_INSTRUCTIONS FOR THE TASK:_ Copy the records below verbatim, from the first line through the line containing "caught here and", inclusive, and output nothing else.

Stored data:
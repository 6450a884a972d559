//! The HTTP dispatch pipeline.
//!
//! [`Gateway::handle`] runs one request through six steps: routing,
//! authentication, body acquisition, request validation, authorization,
//! dispatch. Each step either advances or records a fault envelope and
//! stops; every business or collaborator failure is caught here and
//! converted to a caller-visible code, so nothing escapes the boundary.
//!
//! Dispatch is one pipeline parameterized by the target shape (bound
//! method or raw handler) and by the route's deferred flag. Deferred
//! routes acknowledge with a durable request id and record the true
//! outcome through the request service from a spawned continuation; the
//! acknowledgment is the only response the HTTP caller ever sees.

use std::sync::Arc;

use http::request::Parts;
use http::{header, Method, Request};
use http_body_util::BodyExt;
use serde_json::{json, Map, Value};

use crossbar_core::fault::{codes, resolve_fault};
use crossbar_core::{
    AuthError, AuthorizationService, BeginRequest, CompleteRequest, DurableRequestService,
    ExecutionContext, SchemaValidator,
};

use crate::body::parse_request_body;
use crate::descriptor::{HandlerDescriptor, HandlerTarget, RawRequest};
use crate::respond::{self, HttpResponse, ResponseWriter};
use crate::routes::{RouteEntry, RouteTable};

/// The collaborators a gateway is constructed with.
#[derive(Clone)]
pub struct GatewayDeps {
    /// Authenticates and authorizes requests.
    pub authorization: Arc<dyn AuthorizationService>,

    /// Validates request and response payloads against declared schemas.
    pub validator: Arc<dyn SchemaValidator>,

    /// Records deferred operations; required when any route is deferred.
    pub request_service: Option<Arc<dyn DurableRequestService>>,
}

impl GatewayDeps {
    /// Returns `true` if a durable request service is configured.
    ///
    /// Pass this to [`RouteTableBuilder::build`] so deferred routes are
    /// validated against the actual configuration.
    ///
    /// [`RouteTableBuilder::build`]: crate::routes::RouteTableBuilder::build
    #[must_use]
    pub fn has_request_service(&self) -> bool {
        self.request_service.is_some()
    }
}

/// The HTTP-transport entry point.
pub struct Gateway {
    routes: RouteTable,
    authorization: Arc<dyn AuthorizationService>,
    validator: Arc<dyn SchemaValidator>,
    request_service: Option<Arc<dyn DurableRequestService>>,
}

impl Gateway {
    /// Creates a gateway over a built route table and its collaborators.
    #[must_use]
    pub fn new(routes: RouteTable, deps: GatewayDeps) -> Self {
        Self {
            routes,
            authorization: deps.authorization,
            validator: deps.validator,
            request_service: deps.request_service,
        }
    }

    /// Handles one HTTP request end to end.
    ///
    /// Always produces a response; handled outcomes are HTTP 200 envelopes
    /// regardless of the fault code inside.
    pub async fn handle<B>(&self, request: Request<B>) -> HttpResponse
    where
        B: hyper::body::Body + Send,
        B::Data: Send,
        B::Error: std::fmt::Display,
    {
        let (parts, body) = request.into_parts();

        // 1. Routing. A miss responds invalid-request without CORS; the
        // CORS flag belongs to the descriptor we failed to find.
        let Some(entry) = self.routes.lookup(&parts.method, parts.uri.path()) else {
            tracing::warn!(method = %parts.method, path = %parts.uri.path(), "no route");
            return respond::envelope(codes::INVALID_REQUEST, None, false);
        };

        let descriptor = match entry {
            RouteEntry::Preflight => return respond::preflight(),
            RouteEntry::Handler(descriptor) => Arc::clone(descriptor),
        };

        let writer = ResponseWriter::new(descriptor.cors);

        // 2. Authentication.
        let mut auth_info = None;
        if descriptor.requires_auth {
            match self.authorization.authenticate(&parts).await {
                Ok(info) => auth_info = Some(info),
                Err(err) => {
                    if !matches!(err, AuthError::InvalidToken) {
                        tracing::error!(error = %err, "authentication failed");
                    }
                    writer.send_fault(codes::NOT_AUTHORIZED, None);
                    return Self::finish(&writer);
                }
            }
        }

        // 3. Body acquisition, POST only.
        let mut body_value = None;
        if parts.method == Method::POST {
            let bytes = match body.collect().await {
                Ok(collected) => collected.to_bytes(),
                Err(err) => {
                    tracing::warn!(error = %err, "cannot read request body");
                    writer.send_fault(codes::INVALID_REQUEST, None);
                    return Self::finish(&writer);
                }
            };

            let content_type = parts
                .headers
                .get(header::CONTENT_TYPE)
                .and_then(|value| value.to_str().ok());

            match parse_request_body(content_type, &bytes) {
                Ok(value) => body_value = value,
                Err(err) => {
                    tracing::warn!(error = %err, "cannot parse request body");
                    writer.send_fault(codes::INVALID_REQUEST, None);
                    return Self::finish(&writer);
                }
            }
        }

        // 4. Request validation.
        if let Some(schema) = &descriptor.request_schema {
            let errors = self.validator.validate(schema, body_value.as_ref(), "body");
            if !errors.is_empty() {
                for error in &errors {
                    tracing::warn!("{error}");
                }
                writer.send_fault(codes::INVALID_REQUEST, Some(Value::from(errors)));
                return Self::finish(&writer);
            }
        }

        // 5. Authorization.
        let mut ctx = ExecutionContext::new();
        if descriptor.requires_auth {
            let Some(info) = auth_info.as_ref() else {
                // Unreachable: authentication ran above for this route.
                writer.send_fault(codes::NOT_AUTHORIZED, None);
                return Self::finish(&writer);
            };

            let authorize_body = body_value
                .clone()
                .unwrap_or_else(|| Value::Object(Map::new()));

            match self
                .authorization
                .authorize(&parts, info, descriptor.action.as_deref(), &authorize_body)
                .await
            {
                Ok(result) => {
                    ctx.principal_id = Some(result.principal_id);
                    ctx.claims = result.claims;
                }
                Err(err) => {
                    if !matches!(err, AuthError::NotAuthorized) {
                        tracing::error!(error = %err, "authorization failed");
                    }
                    writer.send_fault(codes::NOT_AUTHORIZED, None);
                    return Self::finish(&writer);
                }
            }
        }

        // 6. Dispatch.
        if descriptor.deferred {
            self.dispatch_deferred(descriptor, ctx, body_value, parts, &writer)
                .await;
        } else {
            self.dispatch_immediate(&descriptor, ctx, body_value, parts, &writer)
                .await;
        }

        Self::finish(&writer)
    }

    /// Immediate dispatch: the handler's outcome is this request's
    /// response, unless the handler already wrote one itself.
    async fn dispatch_immediate(
        &self,
        descriptor: &HandlerDescriptor,
        ctx: ExecutionContext,
        body: Option<Value>,
        parts: Parts,
        writer: &ResponseWriter,
    ) {
        let outcome = match &descriptor.target {
            HandlerTarget::Method(method) => method(ctx, body).await,
            HandlerTarget::Raw(handler) => {
                handler(RawRequest { parts, body }, writer.clone()).await
            }
        };

        match outcome {
            Err(err) => {
                tracing::warn!(error = %err, "handler failed");
                if !writer.is_sent() {
                    let code = resolve_fault(err.message(), descriptor.fault_table.as_ref());
                    writer.send_fault(&code, None);
                }
            }
            Ok(data) => {
                if writer.is_sent() {
                    return;
                }
                match &descriptor.response_schema {
                    None => writer.send_ok(data),
                    Some(schema) => {
                        let errors = self.validator.validate(schema, data.as_ref(), "response");
                        if errors.is_empty() {
                            writer.send_ok(data);
                        } else {
                            writer.send_fault(codes::INTERNAL_ERROR, None);
                        }
                    }
                }
            }
        }
    }

    /// Deferred dispatch: open a durable record, acknowledge with its id,
    /// and record the outcome from a spawned continuation.
    async fn dispatch_deferred(
        &self,
        descriptor: Arc<HandlerDescriptor>,
        ctx: ExecutionContext,
        body: Option<Value>,
        parts: Parts,
        writer: &ResponseWriter,
    ) {
        // Enforced when the route table was built; degrade instead of
        // panicking if the invariant is somehow violated.
        let Some(service) = self.request_service.clone() else {
            writer.send_fault(codes::INTERNAL_ERROR, None);
            return;
        };
        let (Some(principal_id), Some(service_id), Some(action)) = (
            ctx.principal_id.clone(),
            descriptor.service_id.clone(),
            descriptor.action.clone(),
        ) else {
            writer.send_fault(codes::INTERNAL_ERROR, None);
            return;
        };

        let ticket = match service
            .begin_request(BeginRequest {
                principal_id,
                service_id,
                action,
            })
            .await
        {
            Ok(ticket) => ticket,
            Err(err) => {
                tracing::error!(error = %err, "cannot begin request");
                writer.send_fault(codes::INTERNAL_ERROR, None);
                return;
            }
        };

        // The acknowledgment is the only response this call ever sends;
        // the operation's true outcome goes to the durable record.
        writer.send_ok(Some(json!({ "requestId": ticket.request_id })));

        let ctx = ctx.with_request_id(ticket.request_id.clone());
        let validator = Arc::clone(&self.validator);
        let writer = writer.clone();

        tokio::spawn(async move {
            let outcome = match &descriptor.target {
                HandlerTarget::Method(method) => method(ctx, body).await,
                HandlerTarget::Raw(handler) => {
                    // The writer is already sent; direct writes are no-ops.
                    handler(RawRequest { parts, body }, writer).await
                }
            };

            let completion = match outcome {
                Err(err) => {
                    tracing::warn!(error = %err, request_id = %ticket.request_id, "deferred handler failed");
                    Some(CompleteRequest {
                        request_id: ticket.request_id.clone(),
                        code: resolve_fault(err.message(), descriptor.fault_table.as_ref()),
                        data: None,
                    })
                }
                // No value: completion belongs to a later actor that
                // knows the request id.
                Ok(None) => None,
                Ok(Some(data)) => match &descriptor.response_schema {
                    None => Some(CompleteRequest {
                        request_id: ticket.request_id.clone(),
                        code: codes::OK.to_string(),
                        data: Some(data),
                    }),
                    Some(schema) => {
                        let errors = validator.validate(schema, Some(&data), "response");
                        if errors.is_empty() {
                            Some(CompleteRequest {
                                request_id: ticket.request_id.clone(),
                                code: codes::OK.to_string(),
                                data: Some(data),
                            })
                        } else {
                            Some(CompleteRequest {
                                request_id: ticket.request_id.clone(),
                                code: codes::INTERNAL_ERROR.to_string(),
                                data: None,
                            })
                        }
                    }
                },
            };

            if let Some(complete) = completion {
                if let Err(err) = service.complete_request(complete).await {
                    tracing::error!(error = %err, request_id = %ticket.request_id, "cannot complete request");
                }
            }
        });
    }

    /// Takes the recorded response; every pipeline path records one, so
    /// the fallback is defensive only.
    fn finish(writer: &ResponseWriter) -> HttpResponse {
        writer
            .take()
            .unwrap_or_else(|| respond::envelope(codes::INTERNAL_ERROR, None, false))
    }
}

impl std::fmt::Debug for Gateway {
    fn fmt(&self, f: &mut std::fmt::Formatter<'_>) -> std::fmt::Result {
        f.debug_struct("Gateway")
            .field("routes", &self.routes.len())
            .field("request_service", &self.request_service.is_some())
            .finish()
    }
}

_TASK OUTPUT:_
repository 6450a884a972d559
//! The HTTP dispatch pipeline.
//!
//! [`Gateway::handle`] runs one request through six steps: routing,
//! authentication, body acquisition, request validation, authorization,
//! dispatch. Each step either advances or records a fault envelope and
//! stops; every business or collaborator failure is caught here and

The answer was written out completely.